Auch Oberbürgermeister Marcus König hält die Möglichkeit, persönliche Gegenstände sicher unterzubringen, für wichtig für betroffene Personen. Denn sie hätten oftmals kein Geld, um sich beispielsweise die Fahrt mit einer U-Bahn oder Straßenbahn leisten zu können. Der Transport ihres Besitzes: schwer und mühsam. Die Schließfächer sollen helfen. Trotzdem sei es „eine freiwillige Angelegenheit“. Es gebe viele Angebote für wohnungslose Menschen, auch ausreichend Schlafplätze – doch sie müssten selbst entscheiden, ob sie sie nutzen, sagt König.
Auch Roxy hat schon von ihnen gehört – von den kostenlosen Schließfächern in der Bahnhofsmission. In ihrem Rucksack habe sie Powerbanks, sagt sie und tippt auf die Tasche hinter sich, zwischen ihrem Rücken und der Fensterscheibe des Geschäfts eingeklemmt, vor dem sie sitzt. Die brauche sie, um ihr Handy zu laden. Gerade warte sie auf einen Anruf, eine Streetworkerin wolle sich mit ihr treffen und ihr bei der Jobsuche helfen. In der Küche auszuhelfen könne sie sich gut vorstellen, das habe sie schon mal gemacht. Was Roxy außer den Powerbanks in ihrer Tasche hat, erzählt sie nicht, während sie weiter neue Armbänder knüpft. Nur, dass sie der Sache mit den Schließfächern nicht traue, ihren Besitz habe sie lieber bei sich. Auch nachts, wenn sie in einer Notunterkunft schlafe.
Anders sehen das Christiane Kolpak und Mehmet Alan. Die beiden gehören zu den bisher wenigen Personen, die das neue Angebot der Bahnhofsmission in Anspruch nehmen. Vorher musste sie „immer zwei, drei Taschen herumtragen“, sagt Kolpak. Die Wohnsituation der 59-Jährigen ist unklar, sie schlafe auf der Straße. So viele Taschen von Ort zu Ort transportieren zu müssen, „das ist so schwer“. Jetzt nur noch mit ihrem Rucksack unterwegs zu sein, finde sie gut. Und auch sonst fühle sie sich wohl in der Bahnhofsmission, es seien sehr nette Mitarbeiter da.

Drei Hauptamtliche und 40 Ehrenamtliche halten den Betrieb der Bahnhofsmission laut Dorsch am Laufen. Neben dem neuen Schließfach-Angebot, gibt es für Bedürftige auch Essen und die Möglichkeit sich aufzuwärmen. Doch die Helferinnen und Helfer sind nicht nur für Menschen in existenziellen Notlagen da, sondern unterstützen auch Reisende bei Fragen und in Ausnahmesituationen.

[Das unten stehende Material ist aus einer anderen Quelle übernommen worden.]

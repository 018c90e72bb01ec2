use axum::{
    extract::{Path, Query, State},
    Json,
};
use chrono::Utc;
use serde::Deserialize;
use serde_json::{json, Value};
use uuid::Uuid;

use crate::error::{AppError, AppResult};
use crate::middleware::admin::{load_club, StaffUser};
use crate::models::club::{AssignAdminRequest, ClubStatusRequest};
use crate::models::user::{LegacyUserDocument, UserPublic};
use crate::services::listing::{filter_by_search, sort_by_created, ListQuery};
use crate::services::{approval, directory};
use crate::AppState;

pub async fn list_submissions(
    State(state): State<AppState>,
    Query(q): Query<ListQuery>,
) -> AppResult<Json<Value>> {
    let submissions = state.store.list_submissions().await?;
    let mut submissions = filter_by_search(submissions, q.search.as_deref());
    sort_by_created(&mut submissions, q.sort.unwrap_or_default());
    Ok(Json(json!({
        "total": submissions.len(),
        "submissions": submissions,
    })))
}

pub async fn get_submission(
    State(state): State<AppState>,
    Path(id): Path<Uuid>,
) -> AppResult<Json<Value>> {
    let submission = state
        .store
        .get_submission(id)
        .await?
        .ok_or_else(|| AppError::NotFound("Submission not found".into()))?;
    Ok(Json(json!({ "submission": submission })))
}

pub async fn approve_submission(
    State(state): State<AppState>,
    staff: axum::Extension<StaffUser>,
    Path(id): Path<Uuid>,
) -> AppResult<Json<Value>> {
    let approval =
        approval::approve_submission(state.store.as_ref(), &state.cache, id, staff.0 .0.id)
            .await?;
    Ok(Json(json!({
        "success": true,
        "clubId": approval.club.id,
        "submitterId": approval.submitter.id,
        "submitterRole": approval.submitter.user_type,
        "club": approval.club,
        "courts": approval.courts,
    })))
}

pub async fn decline_submission(
    State(state): State<AppState>,
    staff: axum::Extension<StaffUser>,
    Path(id): Path<Uuid>,
) -> AppResult<Json<Value>> {
    approval::decline_submission(state.store.as_ref(), id, staff.0 .0.id).await?;
    Ok(Json(json!({ "success": true })))
}

pub async fn stats(State(state): State<AppState>) -> AppResult<Json<Value>> {
    let pending = state.store.list_submissions().await?.len();
    let clubs = state.store.list_clubs(false).await?;
    let active = clubs.iter().filter(|c| c.is_active).count();
    let users: serde_json::Map<String, Value> = state
        .store
        .count_users_by_type()
        .await?
        .into_iter()
        .map(|(user_type, n)| (user_type.as_str().to_string(), json!(n)))
        .collect();

    Ok(Json(json!({
        "pendingSubmissions": pending,
        "clubs": clubs.len(),
        "activeClubs": active,
        "users": users,
    })))
}

#[derive(Debug, Deserialize)]
pub struct ImportUsersRequest {
    pub users: Vec<LegacyUserDocument>,
}

/// Upserts legacy user documents, normalizing their `organization` field.
pub async fn import_users(
    State(state): State<AppState>,
    staff: axum::Extension<StaffUser>,
    Json(body): Json<ImportUsersRequest>,
) -> AppResult<Json<Value>> {
    let mut imported = Vec::with_capacity(body.users.len());
    let mut skipped = Vec::new();
    for doc in &body.users {
        if !doc.email.contains('@') {
            skipped.push(doc.email.clone());
            continue;
        }
        let user = state.store.import_user(doc).await?;
        imported.push(UserPublic::from(&user));
    }

    tracing::info!(
        imported = imported.len(),
        skipped = skipped.len(),
        by = %staff.0 .0.id,
        "Legacy users imported"
    );
    Ok(Json(json!({
        "imported": imported.len(),
        "skipped": skipped,
        "users": imported,
    })))
}

pub async fn assign_admin(
    State(state): State<AppState>,
    staff: axum::Extension<StaffUser>,
    Path(club_id): Path<String>,
    Json(body): Json<AssignAdminRequest>,
) -> AppResult<Json<Value>> {
    load_club(&state, &club_id).await?;

    let target = match (body.user_id, body.email.as_deref()) {
        (Some(id), _) => state.store.get_user(id).await?,
        (None, Some(email)) => state.store.find_user_by_email(email).await?,
        (None, None) => {
            return Err(AppError::BadRequest("userId or email is required".into()));
        }
    }
    .ok_or_else(|| AppError::NotFound("User not found".into()))?;

    let user = state
        .store
        .assign_club_admin(&club_id, target.id, Utc::now())
        .await?
        .ok_or_else(|| AppError::NotFound("Club or user not found".into()))?;
    directory::invalidate(&state.cache).await;

    tracing::info!(%club_id, user_id = %user.id, by = %staff.0 .0.id, "Club admin assigned");
    Ok(Json(json!({
        "success": true,
        "user": UserPublic::from(&user),
    })))
}

pub async fn remove_admin(
    State(state): State<AppState>,
    staff: axum::Extension<StaffUser>,
    Path((club_id, user_id)): Path<(String, Uuid)>,
) -> AppResult<Json<Value>> {
    if !state.store.remove_club_admin(&club_id, user_id).await? {
        return Err(AppError::NotFound("Assigned admin not found".into()));
    }
    directory::invalidate(&state.cache).await;
    tracing::info!(%club_id, %user_id, by = %staff.0 .0.id, "Club admin removed");
    Ok(Json(json!({ "success": true })))
}

pub async fn set_club_status(
    State(state): State<AppState>,
    staff: axum::Extension<StaffUser>,
    Path(club_id): Path<String>,
    Json(body): Json<ClubStatusRequest>,
) -> AppResult<Json<Value>> {
    let club = state
        .store
        .set_club_status(&club_id, body.is_verified, body.is_active, Utc::now())
        .await?
        .ok_or_else(|| AppError::NotFound("Club not found".into()))?;
    directory::invalidate(&state.cache).await;

    tracing::info!(
        %club_id,
        is_verified = club.is_verified,
        is_active = club.is_active,
        by = %staff.0 .0.id,
        "Club status changed"
    );
    Ok(Json(json!({ "club": club })))
}

pub async fn delete_club(
    State(state): State<AppState>,
    staff: axum::Extension<StaffUser>,
    Path(club_id): Path<String>,
) -> AppResult<Json<Value>> {
    if !state.store.delete_club(&club_id).await? {
        return Err(AppError::NotFound("Club not found".into()));
    }
    directory::invalidate(&state.cache).await;
    tracing::info!(%club_id, by = %staff.0 .0.id, "Club deleted");
    Ok(Json(json!({ "success": true })))
}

Bis jetzt ist der meiste Stauraum hinter den zwölf blauen Schließfachtüren leer. Es müsse sich erstmal herumsprechen, sagt Dorsch. „Die kriegen das mit, also da haben wir keine Sorge, dass das nicht genutzt wird“, sagt sie. Am Ende bleibt das Angebot vor allem eines: freiwillig. Wie schnell sich die Schließfächer also füllen werden, bleibt vorerst abzuwarten.